Work instructions
Starting at the line that has "of its channel." and stopping after the line that has "listener.state_changed(DoorState::Closed);", reproduce the listing below exactly; omit everything else.

Available data

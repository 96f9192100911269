//! State listener port — receivers of door state broadcasts.

use tokio::sync::mpsc;

use garagedoor_domain::door_state::DoorState;

/// Receives the door state whenever it changes or a snapshot is requested.
///
/// Listeners are invoked synchronously from the controller's loops, so an
/// implementation must return quickly and hand any slow work (network I/O)
/// off to its own task.
pub trait StateListener: Send + Sync {
    /// Called with the state being broadcast.
    fn state_changed(&self, state: DoorState);
}

impl<F> StateListener for F
where
    F: Fn(DoorState) + Send + Sync,
{
    fn state_changed(&self, state: DoorState) {
        self(state);
    }
}

/// Listener that forwards every broadcast into an unbounded channel.
///
/// Sending never blocks; once the receiver is dropped, broadcasts are
/// silently discarded until the listener is removed.
pub struct ChannelListener {
    sender: mpsc::UnboundedSender<DoorState>,
}

impl ChannelListener {
    /// Create a listener together with the receiving half of its channel.
    #[must_use]
    pub fn channel() -> (Self, mpsc::UnboundedReceiver<DoorState>) {
        let (sender, receiver) = mpsc::unbounded_channel();
        (Self { sender }, receiver)
    }
}

impl StateListener for ChannelListener {
    fn state_changed(&self, state: DoorState) {
        // fails only once the receiver is gone
        let _ = self.sender.send(state);
    }
}

#[cfg(test)]
mod tests {
    use super::*;
    use std::sync::Mutex;

    #[test]
    fn should_invoke_closure_listener() {
        let seen = Mutex::new(Vec::new());
        let listener = |state: DoorState| seen.lock().unwrap().push(state);
        listener.state_changed(DoorState::Open);
        assert_eq!(*seen.lock().unwrap(), vec![DoorState::Open]);
    }

    #[test]
    fn should_forward_state_into_channel() {
        let (listener, mut rx) = ChannelListener::channel();
        listener.state_changed(DoorState::Closed);
        assert_eq!(rx.try_recv().unwrap(), DoorState::Closed);
    }

    #[test]
    fn should_ignore_dropped_receiver() {
        let (listener, rx) = ChannelListener::channel();
        drop(rx);
        listener.state_changed(DoorState::Unknown);
    }
}
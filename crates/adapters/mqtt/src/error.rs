//! MQTT adapter error types.

/// Errors specific to the MQTT bridge.
#[derive(Debug, thiserror::Error)]
pub enum MqttError {
    /// [`MqttBridge::start`](crate::MqttBridge::start) was called twice.
    #[error("MQTT bridge already started")]
    AlreadyStarted,

    /// The rumqttc client refused a request.
    #[error("MQTT client error")]
    Client(#[source] rumqttc::ClientError),

    /// The discovery payload could not be serialized.
    #[error("failed to serialize MQTT payload")]
    Payload(#[source] serde_json::Error),
}
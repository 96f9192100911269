//! Port definitions — traits that adapters implement.
//!
//! Ports are the boundaries between the application core and the outside world.
//! They are defined here (in `app`) so that both the controller and the
//! adapter layer can depend on them without creating circular dependencies.

pub mod door_adapter;
pub mod state_listener;

pub use door_adapter::DoorAdapter;
pub use state_listener::{ChannelListener, StateListener};
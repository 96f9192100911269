//! # garagedoor-app
//!
//! Application layer — the door controller and **port definitions** (traits).
//!
//! ## Responsibilities
//! - Define **port traits** that adapters implement:
//!   - `DoorAdapter` — drive the toggle output, read the two end-stop sensors
//!   - `StateListener` — receive door state broadcasts
//! - Provide the `DoorController`: serialized command queue, sensor polling
//!   loop and listener fan-out
//! - Orchestrate domain objects without knowing *how* the hardware works
//!
//! ## Dependency rule
//! Depends on `garagedoor-domain` only (plus `tokio` for tasks and channels).
//! Never imports adapter crates. Adapters depend on *this* crate, not the reverse.

pub mod controller;
pub mod listeners;
pub mod ports;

Exercise solution
    /// Create a listener together with the receiving half of its channel.
    #[must_use]
    pub fn channel() -> (Self, mpsc::UnboundedReceiver<DoorState>) {
        let (sender, receiver) = mpsc::unbounded_channel();
        (Self { sender }, receiver)
    }
}

impl StateListener for ChannelListener {
    fn state_changed(&self, state: DoorState) {
        // fails only once the receiver is gone
        let _ = self.sender.send(state);
    }
}

#[cfg(test)]
mod tests {
    use super::*;
    use std::sync::Mutex;

    #[test]
    fn should_invoke_closure_listener() {
        let seen = Mutex::new(Vec::new());
        let listener = |state: DoorState| seen.lock().unwrap().push(state);
        listener.state_changed(DoorState::Open);
        assert_eq!(*seen.lock().unwrap(), vec![DoorState::Open]);
    }

    #[test]
    fn should_forward_state_into_channel() {
        let (listener, mut rx) = ChannelListener::channel();
        listener.state_changed(DoorState::Closed);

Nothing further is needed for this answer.